● **How to complete this task**: The lines from the first line of the entries through the line containing "slot is claimed" are to be repeated exactly, with both of those lines included.

[Opening Listed entries section]

//! Error taxonomy for scheduler operations.

use crate::types::{AppointmentId, VaccineName};
use chrono::NaiveDate;
use thiserror::Error;

/// Result type alias for scheduler operations.
pub type Result<T> = std::result::Result<T, SchedulerError>;

/// Failure taxonomy for ledger operations and coordinator calls.
///
/// Every ledger-level failure propagates up through the coordinator as a
/// single terminal outcome for the whole book/cancel call; partial success is
/// never reported and no kind is silently swallowed.
#[derive(Debug, Error, Clone, PartialEq, Eq)]
pub enum SchedulerError {
    // ═══════════════════════════════════════════════════════════
    // Inventory
    // ═══════════════════════════════════════════════════════════

    /// Not enough remaining doses of the requested vaccine.
    #[error("not enough available doses of {vaccine}")]
    OutOfStock {
        /// Vaccine whose stock was exhausted.
        vaccine: VaccineName,
    },

    /// The vaccine does not exist in the catalog.
    #[error("no such vaccine: {vaccine}")]
    UnknownVaccine {
        /// Name that matched no catalog row.
        vaccine: VaccineName,
    },

    // ═══════════════════════════════════════════════════════════
    // Availability
    // ═══════════════════════════════════════════════════════════

    /// No caregiver offers a slot for the requested date.
    #[error("no caregiver is available on {date}")]
    NoSuchSlot {
        /// Date with no remaining availability.
        date: NaiveDate,
    },

    /// The identical (caregiver, date) pair is already offered.
    ///
    /// On the release path this is an invariant violation: a slot is claimed
    /// at most once before being released at most once.
    #[error("slot already present")]
    SlotAlreadyPresent,

    // ═══════════════════════════════════════════════════════════
    // Appointments
    // ═══════════════════════════════════════════════════════════

    /// An appointment with this identifier already exists.
    ///
    /// Unreachable given the identifier allocation guarantee; treated as an
    /// internal invariant violation if it ever surfaces.
    #[error("duplicate appointment id {id}")]
    DuplicateId {
        /// The colliding identifier.
        id: AppointmentId,
    },

    /// No appointment with this identifier exists.
    #[error("appointment {id} does not exist")]
    AppointmentNotFound {
        /// The identifier that matched nothing.
        id: AppointmentId,
    },

    /// The requester is neither the owning patient nor the owning caregiver.
    #[error("not authorized to cancel this appointment")]
    NotAuthorized,

    // ═══════════════════════════════════════════════════════════
    // Storage
    // ═══════════════════════════════════════════════════════════

    /// The transaction lost a conflict with a concurrent one. Retryable.
    #[error("transaction conflict, try again")]
    TransactionConflict,

    /// The storage layer failed. Fatal to the call, not to the process.
    #[error("storage unavailable: {0}")]
    StorageUnavailable(String),
}

impl SchedulerError {
    /// Returns `true` if retrying the whole call may succeed.
    ///
    /// # Examples
    ///
    /// ```
    /// # use vaxsched_core::SchedulerError;
    /// assert!(SchedulerError::TransactionConflict.is_retryable());
    /// assert!(!SchedulerError::NotAuthorized.is_retryable());
    /// ```
    #[must_use]
    pub const fn is_retryable(&self) -> bool {
        matches!(self, Self::TransactionConflict)
    }

    /// Returns `true` if this kind indicates a broken internal invariant
    /// rather than a condition callers can provoke.
    #[must_use]
    pub const fn is_invariant_violation(&self) -> bool {
        matches!(self, Self::DuplicateId { .. } | Self::SlotAlreadyPresent)
    }
}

[Closing Listed entries section]

● **Response to this task**:
//! Error taxonomy for scheduler operations.

use crate::types::{AppointmentId, VaccineName};
use chrono::NaiveDate;
use thiserror::Error;

/// Result type alias for scheduler operations.
pub type Result<T> = std::result::Result<T, SchedulerError>;

/// Failure taxonomy for ledger operations and coordinator calls.
///
/// Every ledger-level failure propagates up through the coordinator as a
/// single terminal outcome for the whole book/cancel call; partial success is
/// never reported and no kind is silently swallowed.
#[derive(Debug, Error, Clone, PartialEq, Eq)]
pub enum SchedulerError {
    // ═══════════════════════════════════════════════════════════
    // Inventory
    // ═══════════════════════════════════════════════════════════

    /// Not enough remaining doses of the requested vaccine.
    #[error("not enough available doses of {vaccine}")]
    OutOfStock {
        /// Vaccine whose stock was exhausted.
        vaccine: VaccineName,
    },

    /// The vaccine does not exist in the catalog.
    #[error("no such vaccine: {vaccine}")]
    UnknownVaccine {
        /// Name that matched no catalog row.
        vaccine: VaccineName,
    },

    // ═══════════════════════════════════════════════════════════
    // Availability
    // ═══════════════════════════════════════════════════════════

    /// No caregiver offers a slot for the requested date.
    #[error("no caregiver is available on {date}")]
    NoSuchSlot {
        /// Date with no remaining availability.
        date: NaiveDate,
    },

    /// The identical (caregiver, date) pair is already offered.
    ///
    /// On the release path this is an invariant violation: a slot is claimed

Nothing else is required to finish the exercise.